[[ MATERIALS PROVIDED open ]]
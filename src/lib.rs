//! Realtime collection synchronization: filtered, ordered views of a remote
//! collection kept live by a change subscription.
//!
//! Open a [`SyncedCollection`] with a [`RemoteCollectionClient`] and a
//! [`CollectionConfig`]; it loads the view, subscribes to changes for the
//! same filter, and publishes [`CollectionState`] updates as events arrive.
//! [`MemoryBackend`] is an in-process client for tests and demos.

pub mod bindings;
mod client;
mod collection;
mod error;
mod event;
mod handle;
mod live;
mod memory;
mod store;

pub use client::{BoxFuture, MessageStream, RemoteCollectionClient, Subscription, SubscriptionId};
pub use collection::{
    CollectionConfig, CollectionIdentity, DEFAULT_ORDER_FIELD, Filter, OrderSpec, QueryRequest,
};
pub use error::{
    LoadError, MutationError, MutationKind, RecordError, RemoteError, SubscriptionError, SyncError,
};
pub use event::{ChangeEvent, ID_FIELD, Record, RecordId, SubscriptionMessage};
pub use handle::{CollectionState, EventCallbacks, SubscriptionStatus, SyncedCollection};
pub use live::LiveConfig;
pub use memory::{MemoryBackend, QueryGate};
pub use store::{LocalCollectionStore, Snapshot};
//! # Store Transaction
//!
//! Buffered mutation scope over one store's durable backend.
//!
//! Reads check the staged buffers first and fall through to the committed
//! store, so a transaction sees its own writes but never another
//! transaction's. Writes only touch the buffers; the backend is mutated
//! exclusively by `commit`, which applies the whole diff as one atomic batch.
//!
//! ## Invariants
//!
//! - `start` fails if already started; `commit`/`abort` fail if not started.
//! - After `commit` or `abort` the buffers are empty and the transaction is
//!   back in the not-started state, ready for the next block height.
//! - A key is never simultaneously staged and tombstoned.

use super::errors::TransactionError;
use super::value_objects::StoreName;
use crate::ports::outbound::{BatchOperation, StoreBackend};
use std::collections::{BTreeMap, BTreeSet};
use std::sync::Arc;

/// A buffered transaction over one named store.
///
/// Created once per store at process start and reused across many
/// start/commit cycles, one per block height.
pub struct StoreTransaction {
    name: StoreName,
    backend: Arc<dyn StoreBackend>,
    started: bool,
    /// Staged upserts. Sorted so diff capture is deterministic.
    staged: BTreeMap<Vec<u8>, Vec<u8>>,
    /// Staged deletes.
    tombstones: BTreeSet<Vec<u8>>,
}

impl StoreTransaction {
    pub fn new(name: StoreName, backend: Arc<dyn StoreBackend>) -> Self {
        Self {
            name,
            backend,
            started: false,
            staged: BTreeMap::new(),
            tombstones: BTreeSet::new(),
        }
    }

    /// The store this transaction mutates.
    pub fn name(&self) -> StoreName {
        self.name
    }

    /// Whether a transaction scope is currently open.
    pub fn is_started(&self) -> bool {
        self.started
    }

    /// Open a transaction scope for the next block height.
    pub async fn start(&mut self) -> Result<(), TransactionError> {
        if self.started {
            return Err(TransactionError::AlreadyStarted { store: self.name });
        }
        self.started = true;
        Ok(())
    }

    /// Read a key with own-writes visibility.
    ///
    /// Returns the staged value if one is buffered, `None` if the key is
    /// staged-deleted, otherwise the committed value from the backend.
    pub fn get(&self, key: &[u8]) -> Result<Option<Vec<u8>>, TransactionError> {
        if let Some(value) = self.staged.get(key) {
            return Ok(Some(value.clone()));
        }
        if self.tombstones.contains(key) {
            return Ok(None);
        }
        Ok(self.backend.get(key)?)
    }

    /// Stage an upsert, clearing any pending delete for the key.
    pub fn put(&mut self, key: impl Into<Vec<u8>>, value: impl Into<Vec<u8>>) {
        let key = key.into();
        self.tombstones.remove(&key);
        self.staged.insert(key, value.into());
    }

    /// Stage a tombstone, dropping any pending upsert for the key.
    pub fn delete(&mut self, key: impl Into<Vec<u8>>) {
        let key = key.into();
        self.staged.remove(&key);
        self.tombstones.insert(key);
    }

    /// Atomically apply all staged upserts and tombstones to the backend,
    /// then clear the buffers and close the scope.
    pub async fn commit(&mut self) -> Result<(), TransactionError> {
        if !self.started {
            return Err(TransactionError::NotStarted { store: self.name });
        }

        let mut operations =
            Vec::with_capacity(self.staged.len() + self.tombstones.len());
        for (key, value) in &self.staged {
            operations.push(BatchOperation::put(key.clone(), value.clone()));
        }
        for key in &self.tombstones {
            operations.push(BatchOperation::delete(key.clone()));
        }

        self.backend.apply_batch(operations).await?;

        self.staged.clear();
        self.tombstones.clear();
        self.started = false;
        Ok(())
    }

    /// Discard the staged buffers without touching the backend.
    pub async fn abort(&mut self) -> Result<(), TransactionError> {
        if !self.started {
            return Err(TransactionError::NotStarted { store: self.name });
        }
        self.staged.clear();
        self.tombstones.clear();
        self.started = false;
        Ok(())
    }

    /// Staged upserts, in key order.
    pub fn staged(&self) -> &BTreeMap<Vec<u8>, Vec<u8>> {
        &self.staged
    }

    /// Staged deletes, in key order.
    pub fn tombstones(&self) -> &BTreeSet<Vec<u8>> {
        &self.tombstones
    }

    /// Drop the staged buffers without a lifecycle check.
    ///
    /// Used when rehydrating the previous-height view: the overlay is
    /// replaced wholesale by the last snapshot's diff, independent of any
    /// transaction scope.
    pub fn reset(&mut self) {
        self.staged.clear();
        self.tombstones.clear();
    }
}
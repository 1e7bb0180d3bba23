pub mod inbound;
pub mod outbound;

pub use inbound::*;
pub use outbound::*;
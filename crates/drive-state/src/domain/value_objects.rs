//! # Domain Value Objects
//!
//! Immutable value types shared across the state-commit core.

use serde::{Deserialize, Serialize};
use std::fmt;

/// 32-byte hash output used for leaf hashes, tree nodes, and the app hash.
pub type Hash = [u8; 32];

/// The root hash returned to consensus as the commitment to a block's
/// resulting state.
pub type AppHash = Hash;

/// Sentinel hash: all zeros.
///
/// Doubles as the documented empty-tree root (a root tree with no leaf
/// content commits to this value) and as padding for unbalanced levels.
pub const SENTINEL_HASH: Hash = [0u8; 32];

/// The named subsystem stores, one per Merkle leaf.
///
/// The set is closed: every store that contributes to the app hash is listed
/// here, and lookups by name are exhaustively matched. Variant order fixes
/// the leaf index assigned to each store.
#[derive(
    Debug, Clone, Copy, PartialEq, Eq, PartialOrd, Ord, Hash, Serialize, Deserialize,
)]
pub enum StoreName {
    Identity,
    Document,
    DataContract,
    PublicKeyToIdentityId,
}

impl StoreName {
    /// All stores in leaf-index order.
    pub const ALL: [StoreName; 4] = [
        StoreName::Identity,
        StoreName::Document,
        StoreName::DataContract,
        StoreName::PublicKeyToIdentityId,
    ];

    /// The fixed zero-based leaf index of this store in the root tree.
    pub fn leaf_index(&self) -> usize {
        match self {
            StoreName::Identity => 0,
            StoreName::Document => 1,
            StoreName::DataContract => 2,
            StoreName::PublicKeyToIdentityId => 3,
        }
    }
}

impl fmt::Display for StoreName {
    fn fmt(&self, f: &mut fmt::Formatter<'_>) -> fmt::Result {
        let name = match self {
            StoreName::Identity => "identity",
            StoreName::Document => "document",
            StoreName::DataContract => "dataContract",
            StoreName::PublicKeyToIdentityId => "publicKeyToIdentityId",
        };
        write!(f, "{}", name)
    }
}

/// Configuration for the transaction snapshot store.
///
/// The persistence key is a named configuration value passed into the
/// constructor rather than a module-level global, so tests and multi-chain
/// deployments can namespace their snapshot records.
#[derive(Debug, Clone, PartialEq, Eq)]
pub struct SnapshotConfig {
    /// Fixed key under which the snapshot record is persisted.
    pub key: Vec<u8>,
}

impl Default for SnapshotConfig {
    fn default() -> Self {
        Self {
            key: b"transactions_snapshot".to_vec(),
        }
    }
}
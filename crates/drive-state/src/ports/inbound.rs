//! # Inbound Ports (Driving Ports)
//!
//! The operations the consensus engine and query handlers drive against the
//! state-commit core. The consensus side serializes calls: exactly one block
//! is in flight at a time.

use crate::domain::errors::{CoordinatorError, RootTreeError, StateCommitError};
use crate::domain::set::TransactionSet;
use crate::domain::value_objects::{AppHash, StoreName};
use async_trait::async_trait;

/// Consensus-facing block lifecycle plus the query-facing proof surface.
#[async_trait]
pub trait StateCommitApi {
    /// BeginBlock: open every store transaction for the next height.
    async fn begin_block(&mut self) -> Result<(), CoordinatorError>;

    /// Commit: apply every store transaction, rebuild the root tree, and
    /// return the app hash committing to the resulting state.
    async fn commit_block(&mut self) -> Result<AppHash, StateCommitError>;

    /// Abort the in-flight block after a failure at any stage.
    async fn abort_block(&mut self) -> Result<(), CoordinatorError>;

    /// The app hash of the last committed height.
    fn app_hash(&self) -> AppHash;

    /// Combined root + store proof for specific keys of one store, as the
    /// canonical proof buffer.
    fn prove(&self, store: StoreName, keys: &[Vec<u8>]) -> Result<Vec<u8>, RootTreeError>;

    /// Stable last-finalized-height view for query handlers, independent of
    /// the in-flight block.
    fn previous_view(&mut self) -> Result<&TransactionSet, CoordinatorError>;
}
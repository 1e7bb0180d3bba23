//! # Outbound Ports (Driven Ports)
//!
//! Interfaces the state-commit core requires the host application to
//! implement. Production backends wrap the node's durable databases; testing
//! uses the in-memory adapters in `crate::adapters`.
//!
//! Point reads are synchronous (they never suspend); anything that applies
//! durable writes or drives a native database transaction is `async`.

use crate::domain::errors::BackendError;
use crate::domain::value_objects::{Hash, StoreName};
use async_trait::async_trait;

/// One operation in an atomic batch write.
#[derive(Debug, Clone, PartialEq, Eq)]
pub enum BatchOperation {
    /// Put a key-value pair.
    Put { key: Vec<u8>, value: Vec<u8> },
    /// Delete a key.
    Delete { key: Vec<u8> },
}

impl BatchOperation {
    /// Create a Put operation.
    pub fn put(key: impl Into<Vec<u8>>, value: impl Into<Vec<u8>>) -> Self {
        BatchOperation::Put {
            key: key.into(),
            value: value.into(),
        }
    }

    /// Create a Delete operation.
    pub fn delete(key: impl Into<Vec<u8>>) -> Self {
        BatchOperation::Delete { key: key.into() }
    }
}

/// Abstract interface over one store's durable key-value backend.
///
/// `apply_batch` must be atomic: either every operation in the batch is
/// applied, or none are. There is no atomicity guarantee *across* backends —
/// the coordinator owns that failure mode.
#[async_trait]
pub trait StoreBackend: Send + Sync {
    /// Get the committed value for a key.
    fn get(&self, key: &[u8]) -> Result<Option<Vec<u8>>, BackendError>;

    /// Iterate committed entries whose key starts with `prefix`.
    ///
    /// Ordering is unspecified; callers that need determinism sort.
    fn prefix_scan(&self, prefix: &[u8]) -> Result<Vec<(Vec<u8>, Vec<u8>)>, BackendError>;

    /// Atomically apply a batch of puts and deletes.
    async fn apply_batch(&self, operations: Vec<BatchOperation>) -> Result<(), BackendError>;
}

/// Abstract interface over the secondary index database's native transaction.
///
/// The index database supports query predicates over document fields and has
/// its own transaction lifecycle, driven by `CompositeDocumentTransaction`.
#[async_trait]
pub trait IndexTransaction: Send + Sync {
    /// Open a native transaction on the index database.
    async fn start(&mut self) -> Result<(), BackendError>;

    /// Commit the native transaction.
    async fn commit(&mut self) -> Result<(), BackendError>;

    /// Roll back the native transaction.
    async fn abort(&mut self) -> Result<(), BackendError>;

    /// Whether a native transaction is currently open.
    fn is_started(&self) -> bool;
}

/// One named store's contribution to the Merkle root tree.
///
/// A leaf outlives any single transaction: it reads the store's *committed*
/// content, never in-flight buffers, so its hash is only meaningful after the
/// commit for the current height has completed.
pub trait StoreLeaf: Send + Sync {
    /// The store this leaf represents.
    fn name(&self) -> StoreName;

    /// Fixed zero-based position of this leaf in the root tree.
    fn index(&self) -> usize;

    /// Hash of the store's current committed content.
    fn leaf_hash(&self) -> Result<Hash, BackendError>;

    /// Opaque store-level proof for the given keys.
    ///
    /// The encoding is owned by the store implementation; the root tree
    /// bundles it into the combined proof without inspecting it.
    fn prove_keys(&self, keys: &[Vec<u8>]) -> Result<Vec<u8>, BackendError>;
}
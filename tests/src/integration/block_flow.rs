//! End-to-end block lifecycle: BeginBlock, mutations, Commit, and the
//! previous-height view across heights and restarts.

use drive_state::domain::snapshot::TransactionSnapshotStore;
use drive_state::domain::value_objects::{SnapshotConfig, StoreName};
use drive_state::ports::outbound::StoreBackend;
use drive_state::test_utils::{in_memory_coordinator, in_memory_transaction_set};

#[tokio::test]
async fn block_commit_makes_state_durable_for_next_transaction() {
    crate::init_tracing();
    let (mut coordinator, _snapshot_backend) = in_memory_coordinator();

    // Height 1: write one identity.
    coordinator.start().await.unwrap();
    coordinator
        .transaction_mut(StoreName::Identity)
        .put(b"A".to_vec(), b"{\"id\":1}".to_vec());
    coordinator.commit().await.unwrap();

    // Height 2: a fresh transaction scope reads the committed value.
    coordinator.start().await.unwrap();
    assert_eq!(
        coordinator
            .transaction_mut(StoreName::Identity)
            .get(b"A")
            .unwrap(),
        Some(b"{\"id\":1}".to_vec())
    );
    coordinator.commit().await.unwrap();
}

#[tokio::test]
async fn previous_view_tracks_only_last_finalized_height() {
    let (mut coordinator, _snapshot_backend) = in_memory_coordinator();

    // Height 1 writes identity A; height 2 writes identity B.
    coordinator.start().await.unwrap();
    coordinator
        .transaction_mut(StoreName::Identity)
        .put(b"A".to_vec(), b"1".to_vec());
    coordinator.commit().await.unwrap();

    coordinator.start().await.unwrap();
    coordinator
        .transaction_mut(StoreName::Identity)
        .put(b"B".to_vec(), b"2".to_vec());
    coordinator.commit().await.unwrap();

    // The previous view's overlay is exactly height 2's diff. A is no
    // longer staged, but remains visible through the committed store.
    let previous = coordinator.previous_transactions().unwrap();
    let identity = previous.store_transaction(StoreName::Identity);
    assert!(identity.staged().contains_key(&b"B".to_vec()));
    assert!(!identity.staged().contains_key(&b"A".to_vec()));
    assert_eq!(identity.get(b"A").unwrap(), Some(b"1".to_vec()));
    assert_eq!(identity.get(b"B").unwrap(), Some(b"2".to_vec()));
}

#[tokio::test]
async fn aborted_block_leaves_no_trace() {
    let (mut coordinator, snapshot_backend) = in_memory_coordinator();

    coordinator.start().await.unwrap();
    coordinator
        .transaction_mut(StoreName::Document)
        .put(b"doc".to_vec(), b"body".to_vec());
    coordinator
        .transaction_mut(StoreName::DataContract)
        .delete(b"contract".to_vec());
    coordinator.abort().await.unwrap();

    // No snapshot was written and no store was touched.
    assert_eq!(
        snapshot_backend
            .get(&SnapshotConfig::default().key)
            .unwrap(),
        None
    );
    coordinator.start().await.unwrap();
    assert_eq!(
        coordinator
            .transaction_mut(StoreName::Document)
            .get(b"doc")
            .unwrap(),
        None
    );
}

#[tokio::test]
async fn snapshot_survives_process_restart() {
    let (mut coordinator, snapshot_backend) = in_memory_coordinator();

    coordinator.start().await.unwrap();
    coordinator
        .transaction_mut(StoreName::PublicKeyToIdentityId)
        .put(b"pk".to_vec(), b"id".to_vec());
    coordinator
        .transaction_mut(StoreName::Identity)
        .delete(b"revoked".to_vec());
    coordinator.commit().await.unwrap();

    // A restarted process constructs a fresh snapshot store over the same
    // durable backend and rehydrates a fresh set.
    let restarted =
        TransactionSnapshotStore::new(snapshot_backend, SnapshotConfig::default());
    let mut fresh = in_memory_transaction_set();
    restarted.fetch_and_update(&mut fresh).unwrap();

    assert_eq!(
        fresh
            .store_transaction(StoreName::PublicKeyToIdentityId)
            .staged()
            .get(&b"pk".to_vec()),
        Some(&b"id".to_vec())
    );
    assert!(fresh
        .store_transaction(StoreName::Identity)
        .tombstones()
        .contains(&b"revoked".to_vec()));
}

#[tokio::test]
async fn resync_clears_snapshot_record() {
    let (mut coordinator, snapshot_backend) = in_memory_coordinator();

    coordinator.start().await.unwrap();
    coordinator
        .transaction_mut(StoreName::Identity)
        .put(b"A".to_vec(), b"1".to_vec());
    coordinator.commit().await.unwrap();

    let store = TransactionSnapshotStore::new(snapshot_backend, SnapshotConfig::default());
    store.clear().await.unwrap();

    let snapshot = store.fetch().unwrap().unwrap();
    assert!(snapshot.is_empty());
}
//! App hash and proof flows: root determinism across rebuilds, combined
//! proof round-trips, and verification against the committed app hash.

use drive_state::adapters::leaf::{KeyValueLeaf, KeyValueStoreProof};
use drive_state::adapters::memory::InMemoryBackend;
use drive_state::domain::proof::{decode_root_path, Proof};
use drive_state::domain::root_tree::MerkleRootTree;
use drive_state::domain::value_objects::StoreName;
use drive_state::ports::inbound::StateCommitApi;
use drive_state::ports::outbound::{BatchOperation, StoreBackend, StoreLeaf};
use drive_state::test_utils::in_memory_service;
use std::sync::Arc;

async fn tree_over_fixed_content() -> MerkleRootTree {
    let identity = Arc::new(InMemoryBackend::new());
    identity
        .apply_batch(vec![
            BatchOperation::put(b"alice".to_vec(), b"1".to_vec()),
            BatchOperation::put(b"bob".to_vec(), b"2".to_vec()),
        ])
        .await
        .unwrap();

    let documents = Arc::new(InMemoryBackend::new());
    documents
        .apply_batch(vec![BatchOperation::put(
            b"doc-1".to_vec(),
            b"{\"msg\":\"hi\"}".to_vec(),
        )])
        .await
        .unwrap();

    let leaves: Vec<Arc<dyn StoreLeaf>> = vec![
        Arc::new(KeyValueLeaf::new(StoreName::Identity, identity)),
        Arc::new(KeyValueLeaf::new(StoreName::Document, documents)),
    ];
    MerkleRootTree::new(leaves).unwrap()
}

#[tokio::test]
async fn root_hash_is_self_consistent_across_rebuilds() {
    let mut tree = tree_over_fixed_content().await;
    let first = tree.root_hash();

    for _ in 0..3 {
        tree.rebuild().unwrap();
        assert_eq!(tree.root_hash(), first);
    }

    // An identically-populated tree reproduces the same root.
    let twin = tree_over_fixed_content().await;
    assert_eq!(twin.root_hash(), first);
}

#[tokio::test]
async fn full_proof_components_round_trip_byte_identical() {
    let tree = tree_over_fixed_content().await;

    let proof = tree
        .full_proof(StoreName::Document, &[b"doc-1".to_vec()])
        .unwrap();
    let decoded = Proof::from_bytes(&proof.to_bytes()).unwrap();

    assert_eq!(decoded.root_tree_proof, proof.root_tree_proof);
    assert_eq!(decoded.store_tree_proof, proof.store_tree_proof);
}

#[tokio::test]
async fn committed_block_proof_verifies_against_app_hash() {
    let mut service = in_memory_service();

    service.begin_block().await.unwrap();
    service
        .transaction_mut(StoreName::Identity)
        .put(b"A".to_vec(), b"{\"id\":1}".to_vec());
    let app_hash = service.commit_block().await.unwrap();

    let buffer = service.prove(StoreName::Identity, &[b"A".to_vec()]).unwrap();
    let proof = Proof::from_bytes(&buffer).unwrap();
    let path = decode_root_path(&proof.root_tree_proof).unwrap();
    let store_proof: KeyValueStoreProof = bincode::deserialize(&proof.store_tree_proof).unwrap();

    assert_eq!(
        store_proof.entries,
        vec![(b"A".to_vec(), Some(b"{\"id\":1}".to_vec()))]
    );
    assert!(MerkleRootTree::verify_path(
        &store_proof.leaf_hash,
        &path,
        &app_hash
    ));
}

#[tokio::test]
async fn app_hash_changes_when_any_store_changes() {
    let mut service = in_memory_service();

    service.begin_block().await.unwrap();
    let baseline = service.commit_block().await.unwrap();

    service.begin_block().await.unwrap();
    service
        .transaction_mut(StoreName::DataContract)
        .put(b"contract".to_vec(), b"v1".to_vec());
    let changed = service.commit_block().await.unwrap();

    assert_ne!(baseline, changed);
    println!("app hash advanced to 0x{}", hex::encode(changed));
}
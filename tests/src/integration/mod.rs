pub mod block_flow;
pub mod proof_flow;
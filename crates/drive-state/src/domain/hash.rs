//! # Hash Function
//!
//! SHA3-256, applied uniformly to leaf content and internal tree nodes.

use super::value_objects::Hash;
use sha3::{Digest, Sha3_256};

/// Hash two child hashes into their parent: `H(left || right)`.
pub fn hash_pair(left: &Hash, right: &Hash) -> Hash {
    let mut hasher = Sha3_256::new();
    hasher.update(left);
    hasher.update(right);
    hasher.finalize().into()
}

/// Hash a store's content as a sequence of key-value entries.
///
/// Entries must be supplied in key order; each field is length-prefixed with
/// a `u32` little-endian so the encoding is injective.
pub fn hash_entries<'a>(entries: impl IntoIterator<Item = (&'a [u8], &'a [u8])>) -> Hash {
    let mut hasher = Sha3_256::new();
    for (key, value) in entries {
        hasher.update((key.len() as u32).to_le_bytes());
        hasher.update(key);
        hasher.update((value.len() as u32).to_le_bytes());
        hasher.update(value);
    }
    hasher.finalize().into()
}
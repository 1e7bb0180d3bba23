pub mod composite;
pub mod coordinator;
pub mod errors;
pub mod hash;
pub mod proof;
pub mod root_tree;
pub mod set;
pub mod snapshot;
pub mod transaction;
pub mod value_objects;

pub use composite::*;
pub use coordinator::*;
pub use errors::*;
pub use proof::*;
pub use root_tree::*;
pub use set::*;
pub use snapshot::*;
pub use transaction::*;
pub use value_objects::*;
[[ MATERIALS PROVIDED closed ]]
◆ **TASK STATEMENT**
Of all the entries above, repeat only the lines from the line that has "deletes, in key order." to the line that has "pub use inbound::*;", both lines included, exactly.

◆ **WRITTEN REPLY**
    /// Staged deletes, in key order.
    pub fn tombstones(&self) -> &BTreeSet<Vec<u8>> {
        &self.tombstones
    }

    /// Drop the staged buffers without a lifecycle check.
    ///
    /// Used when rehydrating the previous-height view: the overlay is
    /// replaced wholesale by the last snapshot's diff, independent of any
    /// transaction scope.
    pub fn reset(&mut self) {
        self.staged.clear();
        self.tombstones.clear();
    }
}
repository 1e7bb0180d3bba23
pub mod inbound;
pub mod outbound;

pub use inbound::*;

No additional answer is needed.